• What you need to do
Among the records, find the lines that hold the string "entry" and return them.

• Data records
//! Store
//!
//! Owns the catalog and the gift sets, hands out identifiers and is the single place where
//! edits are validated before they reach a [`Persistence`] backend.

use chrono::Utc;
use serde::{Deserialize, Serialize};
use thiserror::Error;
use tracing::{debug, info};

use crate::{
    catalog::{Catalog, CatalogError},
    costing::{Breakdown, CostingError, compute_breakdown},
    gift_sets::{GiftSet, GiftSetError, GiftSetId},
    import::ImportError,
    products::{Product, ProductId},
    report::{ReportError, export_report},
    tiers::{TierError, TierId, TierSettings},
};

pub mod persistence;

pub use persistence::{Persistence, PersistenceError, YamlFile};

/// Errors raised by store operations.
#[derive(Debug, Error)]
pub enum StoreError {
    /// Gift set names must not be blank.
    #[error("gift set name must not be empty")]
    EmptyName,

    /// No gift set with this id or name exists.
    #[error("gift set {0} not found")]
    GiftSetNotFound(String),

    /// No tier with this id exists in the gift set.
    #[error("tier {0} not found")]
    TierNotFound(TierId),

    /// Tier settings were rejected.
    #[error(transparent)]
    Tier(#[from] TierError),

    /// Catalog lookup or edit failed.
    #[error(transparent)]
    Catalog(#[from] CatalogError),

    /// The CSV import was rejected.
    #[error(transparent)]
    Import(#[from] ImportError),

    /// A tier's figures could not be computed.
    #[error(transparent)]
    Costing(#[from] CostingError),

    /// The report could not be rendered.
    #[error(transparent)]
    Report(#[from] ReportError),

    /// Loading or saving failed.
    #[error(transparent)]
    Persistence(#[from] PersistenceError),
}

impl From<GiftSetError> for StoreError {
    fn from(err: GiftSetError) -> Self {
        match err {
            GiftSetError::TierNotFound(id) => StoreError::TierNotFound(id),
            GiftSetError::Tier(err) => StoreError::Tier(err),
        }
    }
}

/// Everything the store persists.
#[derive(Debug, Clone, Default, PartialEq, Serialize, Deserialize)]
#[serde(rename_all = "camelCase")]
pub struct Snapshot {
    /// Product catalog, newest first
    pub catalog: Catalog,

    /// Gift sets, newest first
    pub gift_sets: Vec<GiftSet>,

    /// Last identifier handed out
    pub sequence: u64,
}

/// In-memory state for one user, backed by a snapshot.
#[derive(Debug, Clone, PartialEq, Serialize, Deserialize)]
#[serde(transparent)]
pub struct Store {
    state: Snapshot,
}

impl Default for Store {
    fn default() -> Self {
        Self::new()
    }
}

impl Store {
    /// Create a store whose catalog holds the sample product.
    pub fn new() -> Self {
        Self {
            state: Snapshot {
                catalog: Catalog::with_products([Product::sample()]),
                ..Snapshot::default()
            },
        }
    }

    /// Wrap a previously saved snapshot.
    pub fn from_snapshot(snapshot: Snapshot) -> Self {
        Self { state: snapshot }
    }

    /// Load from a backend, seeding a fresh store if nothing was saved yet.
    ///
    /// # Errors
    ///
    /// Returns [`PersistenceError`] if the backend exists but cannot be read.
    pub fn load(backend: &impl Persistence) -> Result<Self, PersistenceError> {
        match backend.load()? {
            Some(snapshot) => {
                debug!(
                    products = snapshot.catalog.len(),
                    gift_sets = snapshot.gift_sets.len(),
                    "loaded store"
                );

                Ok(Self::from_snapshot(snapshot))
            }
            None => {
                info!("no saved store, starting with the sample catalog");

                Ok(Self::new())
            }
        }
    }

    /// Write the current state to a backend.
    ///
    /// # Errors
    ///
    /// Returns [`PersistenceError`] if the backend cannot be written.
    pub fn save(&self, backend: &impl Persistence) -> Result<(), PersistenceError> {
        backend.save(&self.state)
    }

    /// The current state.
    pub fn snapshot(&self) -> &Snapshot {
        &self.state
    }

    /// The product catalog.
    pub fn catalog(&self) -> &Catalog {
        &self.state.catalog
    }

    /// The product catalog, for editing.
    pub fn catalog_mut(&mut self) -> &mut Catalog {
        &mut self.state.catalog
    }

    /// Import CSV bytes into the catalog.
    ///
    /// Each import takes a fresh batch stamp from the id sequence, so product ids never
    /// repeat across imports.
    ///
    /// # Errors
    ///
    /// Returns [`StoreError::Import`] if the input has no header or data row.
    pub fn import_csv(&mut self, bytes: &[u8]) -> Result<usize, StoreError> {
        let stamp = self.next_id("i");

        Ok(self.state.catalog.import_csv(bytes, &stamp)?)
    }

    /// Add a placeholder product at the front of the catalog for manual entry.
    pub fn add_manual_product(&mut self) -> &Product {
        let id = ProductId::new(self.next_id("p"));

        self.state.catalog.insert(Product::placeholder(id));

        let Some(product) = self.state.catalog.iter().next() else {
            unreachable!("a product was just inserted")
        };

        product
    }

    /// Gift sets, newest first.
    pub fn gift_sets(&self) -> &[GiftSet] {
        &self.state.gift_sets
    }

    /// Create a gift set and put it first.
    ///
    /// # Errors
    ///
    /// Returns [`StoreError::EmptyName`] if `name` is blank.
    pub fn create_gift_set(&mut self, name: &str) -> Result<&GiftSet, StoreError> {
        let name = name.trim();

        if name.is_empty() {
            return Err(StoreError::EmptyName);
        }

        let id = GiftSetId::new(self.next_id("g"));

        info!(gift_set = %id, name, "created gift set");

        self.state
            .gift_sets
            .insert(0, GiftSet::new(id, name, Utc::now()));

        let Some(gift_set) = self.state.gift_sets.first() else {
            unreachable!("a gift set was just inserted")
        };

        Ok(gift_set)
    }

    /// Delete a gift set.
    ///
    /// # Errors
    ///
    /// Returns [`StoreError::GiftSetNotFound`] if no gift set has this id.
    pub fn delete_gift_set(&mut self, id: &GiftSetId) -> Result<GiftSet, StoreError> {
        let idx = self
            .state
            .gift_sets
            .iter()
            .position(|set| &set.id == id)
            .ok_or_else(|| StoreError::GiftSetNotFound(id.to_string()))?;

        Ok(self.state.gift_sets.remove(idx))
    }

    /// Look up a gift set.
    pub fn gift_set(&self, id: &GiftSetId) -> Option<&GiftSet> {
        self.state.gift_sets.iter().find(|set| &set.id == id)
    }

    /// Look up a gift set for editing.
    ///
    /// # Errors
    ///
    /// Returns [`StoreError::GiftSetNotFound`] if no gift set has this id.
    pub fn gift_set_mut(&mut self, id: &GiftSetId) -> Result<&mut GiftSet, StoreError> {
        self.state
            .gift_sets
            .iter_mut()
            .find(|set| &set.id == id)
            .ok_or_else(|| StoreError::GiftSetNotFound(id.to_string()))
    }

    /// Find a gift set by id, falling back to the newest set with this exact name.
    ///
    /// # Errors
    ///
    /// Returns [`StoreError::GiftSetNotFound`] if nothing matches.
    pub fn find_gift_set(&self, key: &str) -> Result<&GiftSet, StoreError> {
        self.state
            .gift_sets
            .iter()
            .find(|set| set.id.as_str() == key)
            .or_else(|| self.state.gift_sets.iter().find(|set| set.name == key))
            .ok_or_else(|| StoreError::GiftSetNotFound(key.to_string()))
    }

    /// Append a tier to a gift set.
    ///
    /// # Errors
    ///
    /// - [`StoreError::GiftSetNotFound`]: no gift set has this id.
    /// - [`StoreError::Tier`]: the settings fail validation.
    pub fn add_tier(
        &mut self,
        gift_set: &GiftSetId,
        settings: TierSettings,
    ) -> Result<TierId, StoreError> {
        settings.validate()?;

        let id = TierId::new(self.next_id("t"));

        self.gift_set_mut(gift_set)?.add_tier(id.clone(), settings)?;

        Ok(id)
    }

    /// Replace a tier's settings.
    ///
    /// # Errors
    ///
    /// - [`StoreError::GiftSetNotFound`] or [`StoreError::TierNotFound`]: unknown ids.
    /// - [`StoreError::Tier`]: the settings fail validation.
    pub fn update_tier(
        &mut self,
        gift_set: &GiftSetId,
        tier: &TierId,
        settings: TierSettings,
    ) -> Result<(), StoreError> {
        Ok(self.gift_set_mut(gift_set)?.update_tier(tier, settings)?)
    }

    /// Remove a tier.
    ///
    /// # Errors
    ///
    /// Returns [`StoreError::GiftSetNotFound`] or [`StoreError::TierNotFound`] for unknown ids.
    pub fn remove_tier(&mut self, gift_set: &GiftSetId, tier: &TierId) -> Result<(), StoreError> {
        self.gift_set_mut(gift_set)?.remove_tier(tier)?;

        Ok(())
    }

    /// Add a catalog product to a tier's selection.
    ///
    /// # Errors
    ///
    /// - [`StoreError::Catalog`]: the product is not in the catalog.
    /// - [`StoreError::GiftSetNotFound`] or [`StoreError::TierNotFound`]: unknown ids.
    pub fn select_product(
        &mut self,
        gift_set: &GiftSetId,
        tier: &TierId,
        product: &ProductId,
    ) -> Result<(), StoreError> {
        if self.state.catalog.get(product).is_none() {
            return Err(CatalogError::NotFound(product.clone()).into());
        }

        self.gift_set_mut(gift_set)?
            .tier_mut(tier)?
            .add_product(product.clone());

        Ok(())
    }

    /// Remove the selection entry at `index` from a tier.
    ///
    /// # Errors
    ///
    /// Returns [`StoreError::GiftSetNotFound`] or [`StoreError::TierNotFound`] for unknown ids.
    pub fn deselect_product(
        &mut self,
        gift_set: &GiftSetId,
        tier: &TierId,
        index: usize,
    ) -> Result<Option<ProductId>, StoreError> {
        Ok(self
            .gift_set_mut(gift_set)?
            .tier_mut(tier)?
            .remove_product_at(index))
    }

    /// Edit a catalog product in place. Its id cannot change.
    ///
    /// # Errors
    ///
    /// Returns [`StoreError::Catalog`] if no product has this id.
    pub fn update_product(
        &mut self,
        id: &ProductId,
        edit: impl FnOnce(&mut Product),
    ) -> Result<(), StoreError> {
        Ok(self.state.catalog.update(id, edit)?)
    }

    /// Delete a product from the catalog. Tiers keep the dangling id.
    ///
    /// # Errors
    ///
    /// Returns [`StoreError::Catalog`] if no product has this id.
    pub fn remove_product(&mut self, id: &ProductId) -> Result<Product, StoreError> {
        Ok(self.state.catalog.remove(id)?)
    }

    /// Compute a tier's breakdown against the current catalog.
    ///
    /// # Errors
    ///
    /// - [`StoreError::GiftSetNotFound`] or [`StoreError::TierNotFound`]: unknown ids.
    /// - [`StoreError::Costing`]: the tier's amounts exceed the `Decimal` range.
    pub fn breakdown(&self, gift_set: &GiftSetId, tier: &TierId) -> Result<Breakdown, StoreError> {
        let tier = self
            .gift_set(gift_set)
            .ok_or_else(|| StoreError::GiftSetNotFound(gift_set.to_string()))?
            .tier(tier)
            .ok_or_else(|| StoreError::TierNotFound(tier.clone()))?;

        Ok(compute_breakdown(tier, |id| self.state.catalog.get(id))?)
    }

    /// Render a gift set as a CSV report.
    ///
    /// # Errors
    ///
    /// - [`StoreError::GiftSetNotFound`]: no gift set has this id.
    /// - [`StoreError::Report`]: the CSV writer failed.
    pub fn export(&self, gift_set: &GiftSetId) -> Result<String, StoreError> {
        let gift_set = self
            .gift_set(gift_set)
            .ok_or_else(|| StoreError::GiftSetNotFound(gift_set.to_string()))?;

        Ok(export_report(gift_set, |id| self.state.catalog.get(id))?)
    }

    fn next_id(&mut self, prefix: &str) -> String {
        self.state.sequence += 1;

        format!("{prefix}{}", self.state.sequence)
    }
}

• Exercise solution
    /// Add a placeholder product at the front of the catalog for manual entry.
    /// Remove the selection entry at `index` from a tier.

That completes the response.